Face à la crise, le FN tente d’apporter des réponses de repli nationaliste qui ne peuvent que remplacer une guerre économique par une autre. Alors que les menaces d’éclatement de la zone euro restent prégnantes, le Front national impose dans le débat public le thème de la « sortie de l’euro ». Lors de son premier meeting de campagne, le 11 décembre à Metz, Marine Le Pen l’a fait de façon particulièrement agressive et démagogique, stigmatisant les dirigeants de gauche qui « comme de vulgaires affairistes de droite, se sont soumis aux marchés financiers, à l’Europe ultra libérale, à la concurrence sauvage, défendant les banques et la monnaie des banques, l’euro. » Le retour au franc, dont elle prétend qu’il permettrait d’empêcher les délocalisations et fermetures d’usine, devient ainsi l’apanage des « nationaux » opposés aux « francophobes et européistes » du PS et de l’UMP.
Deux jours plus tard, le journal les Échos – lié aux cercles dirigeants de l’industrie et de la finance – se fendait d’un dossier spécial sortie de l’euro, consacré à démontrer qu’une telle mesure, nécessairement doublée d’une dévaluation, entraînerait une catastrophe économique bien pire que ce que l’on connaît aujourd’hui, avec la perte d’un million d’emplois en dix ans et une chute brutale des salaires. Peu importe que le « modèle » utilisé par l’Institut Montaigne, célèbre think-tank néolibéral, pour opérer de telles projections ait en réalité été élaboré pour mesurer l’impact économique de fluctuations monétaires mineures – il fallait répondre vite et cogner fort. Cette réaction est à la mesure de la peur des « marchés » face à la perspective de défauts en cascade sur le paiement des dettes publiques.
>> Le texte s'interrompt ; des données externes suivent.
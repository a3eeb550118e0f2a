//! Address-change request tests
//!
//! Covers the field diff shown to reviewers and the two-state decision
//! contract the workflow shares with the application review.

use proptest::prelude::*;
use shared::models::address_request::diff_addresses;
use shared::models::application::{AddressPayload, AddressType};
use shared::types::ApplicationStatus;
use shared::validation::validate_rejection_reason;

fn base_address() -> AddressPayload {
    AddressPayload {
        address_type: AddressType::HeadOffice,
        address_line: "1126/2 อาคารวานิช 2 ถนนเพชรบุรีตัดใหม่".to_string(),
        subdistrict: "มักกะสัน".to_string(),
        district: "ราชเทวี".to_string(),
        province: "กรุงเทพมหานคร".to_string(),
        postal_code: "10400".to_string(),
        phone: Some("023451000".to_string()),
        fax: Some("023451296".to_string()),
        email: Some("member@fti.or.th".to_string()),
    }
}

// ============================================================================
// Unit Tests
// ============================================================================

#[cfg(test)]
mod unit_tests {
    use super::*;

    /// An unchanged address produces an empty diff
    #[test]
    fn test_no_diff_for_identical_addresses() {
        let address = base_address();
        assert!(diff_addresses(&address, &address).is_empty());
    }

    /// Each changed field appears exactly once with its old and new value
    #[test]
    fn test_diff_lists_changed_fields() {
        let old = base_address();
        let mut new = base_address();
        new.address_line = "88 หมู่ 4 ถนนบางนา-ตราด".to_string();
        new.province = "สมุทรปราการ".to_string();
        new.postal_code = "10540".to_string();

        let changes = diff_addresses(&old, &new);
        let fields: Vec<&str> = changes.iter().map(|c| c.field.as_str()).collect();
        assert_eq!(fields, vec!["address_line", "province", "postal_code"]);

        let province = changes.iter().find(|c| c.field == "province").unwrap();
        assert_eq!(province.old.as_deref(), Some("กรุงเทพมหานคร"));
        assert_eq!(province.new.as_deref(), Some("สมุทรปราการ"));
    }

    /// Clearing an optional field shows old Some → new None
    #[test]
    fn test_diff_cleared_optional_field() {
        let old = base_address();
        let mut new = base_address();
        new.fax = None;

        let changes = diff_addresses(&old, &new);
        assert_eq!(changes.len(), 1);
        assert_eq!(changes[0].field, "fax");
        assert!(changes[0].old.is_some());
        assert!(changes[0].new.is_none());
    }

    /// The request shares the reject contract: a blank reason is invalid
    #[test]
    fn test_reject_reason_required() {
        assert!(validate_rejection_reason("ที่อยู่ไม่ตรงกับเอกสาร").is_ok());
        assert!(validate_rejection_reason("").is_err());
        assert!(validate_rejection_reason(" \t ").is_err());
    }

    /// Requests only move Pending → Approved / Rejected; decisions are final
    #[test]
    fn test_request_transitions() {
        use ApplicationStatus::*;
        assert!(Pending.can_transition_to(Approved));
        assert!(Pending.can_transition_to(Rejected));
        assert!(!Approved.can_transition_to(Rejected));
        assert!(!Rejected.can_transition_to(Approved));
    }
}

// ============================================================================
// Property-Based Tests
// ============================================================================

#[cfg(test)]
mod property_tests {
    use super::*;

    fn address_strategy() -> impl Strategy<Value = AddressPayload> {
        (
            "[ก-ฮ0-9 /]{5,30}",
            "[ก-ฮ]{3,15}",
            "[ก-ฮ]{3,15}",
            "[ก-ฮ]{3,15}",
            "[0-9]{5}",
            prop::option::of("[0-9]{9,10}"),
        )
            .prop_map(|(line, subdistrict, district, province, postal, phone)| AddressPayload {
                address_type: AddressType::HeadOffice,
                address_line: line,
                subdistrict,
                district,
                province,
                postal_code: postal,
                phone,
                fax: None,
                email: None,
            })
    }

    proptest! {
        #![proptest_config(ProptestConfig::with_cases(100))]

        /// The diff of an address with itself is always empty
        #[test]
        fn prop_self_diff_is_empty(address in address_strategy()) {
            prop_assert!(diff_addresses(&address, &address).is_empty());
        }

        /// Swapping old and new swaps the reported values, field for field
        #[test]
        fn prop_diff_is_antisymmetric(
            old in address_strategy(),
            new in address_strategy()
        ) {
            let forward = diff_addresses(&old, &new);
            let backward = diff_addresses(&new, &old);
            prop_assert_eq!(forward.len(), backward.len());
            for (f, b) in forward.iter().zip(backward.iter()) {
                prop_assert_eq!(&f.field, &b.field);
                prop_assert_eq!(&f.old, &b.new);
                prop_assert_eq!(&f.new, &b.old);
            }
        }

        /// Every reported change really differs between the two addresses
        #[test]
        fn prop_diff_reports_only_real_changes(
            old in address_strategy(),
            new in address_strategy()
        ) {
            for change in diff_addresses(&old, &new) {
                prop_assert_ne!(change.old, change.new, "field {}", change.field);
            }
        }

        /// Changing exactly one field yields exactly one change entry
        #[test]
        fn prop_single_field_change(
            address in address_strategy(),
            new_province in "[ก-ฮ]{3,15}"
        ) {
            prop_assume!(address.province != new_province);
            let mut new = address.clone();
            new.province = new_province;

            let changes = diff_addresses(&address, &new);
            prop_assert_eq!(changes.len(), 1);
            prop_assert_eq!(changes[0].field.as_str(), "province");
        }
    }
}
Selon les Échos, le « scénario catastrophe » d’une sortie de l’euro provoquerait sur ce plan « un effet dominos presque instantané : la facture serait alors salée pour tout le monde, y compris les investisseurs non résidents » et les pertes financières seraient « concentrées sur les banques et les investisseurs institutionnels de la zone euro »…
Nous avons souligné à plusieurs reprises la contradiction fondamentale de l’euro et de l’Union européenne : une monnaie unique sans État, un espace de « concurrence libre et non faussée » sans politique économique commune, c’est-à-dire des constructions largement artificielles qui n’aboutissent qu’à consacrer la loi du plus fort, tout en développant des déséquilibres qui à terme menacent la stabilité de l’ensemble. Or, pour essayer maintenant de sortir de ce piège, les capitalistes et les gouvernement de la zone euro et de l’UE ne proposent qu’une fuite en avant, aggravant leurs caractéristiques antisociales et antidémocratiques. Les diverses solutions envisagées de « fédéralisme » conduisant à des « abandons de souveraineté » ne feraient que dessaisir davantage les peuples de la maîtrise de leur destin, tandis que la « règle d’or budgétaire » que le dernier sommet européen entend imposer ne conduirait, partout, qu’à davantage d’austérité et de misère.
Avec un maximum de démagogie, le FN s’efforce de surfer sur cette situation avec ses réponses « simples » de retour aux frontières, à la monnaie et à un capitalisme national, combinées à ses habituelles thématiques xénophobes et racistes. Il nous revient de démontrer que ces prétendues solutions signifieraient remplacer une forme de guerre économique par une autre, non moins périlleuse puisque les travailleurs de chaque pays se retrouveraient, comme durant la plus grande partie du xxe siècle, enrôlés derrière leur propre bourgeoisie nationale. Mais il est un fait que les ravages de la « construction européenne » des capitalistes et des financiers menacent aujourd’hui jusqu’à l’idée européenne.
Seuls les anticapitalistes peuvent proposer l’alternative d’une autre Europe, en rupture avec les traités et institutions existants, fondée sur la démocratie, la collaboration et la solidarité entre les peuples, l’harmonisation sociale par le haut, le développement de services publics communs. Une Europe dont le but n’est pas de payer les dettes publiques pour enrichir encore les riches mais de la répudier pour défendre les conditions de vie des travailleurs et des pauvres ; une Europe qui ne se propose pas de sauver les banques telles qu’elles existent aujourd’hui mais de les saisir et les socialiser, afin de mettre l’économie au service du plus grand nombre. En bref, une Europe qui commence à rompre avec le capitalisme.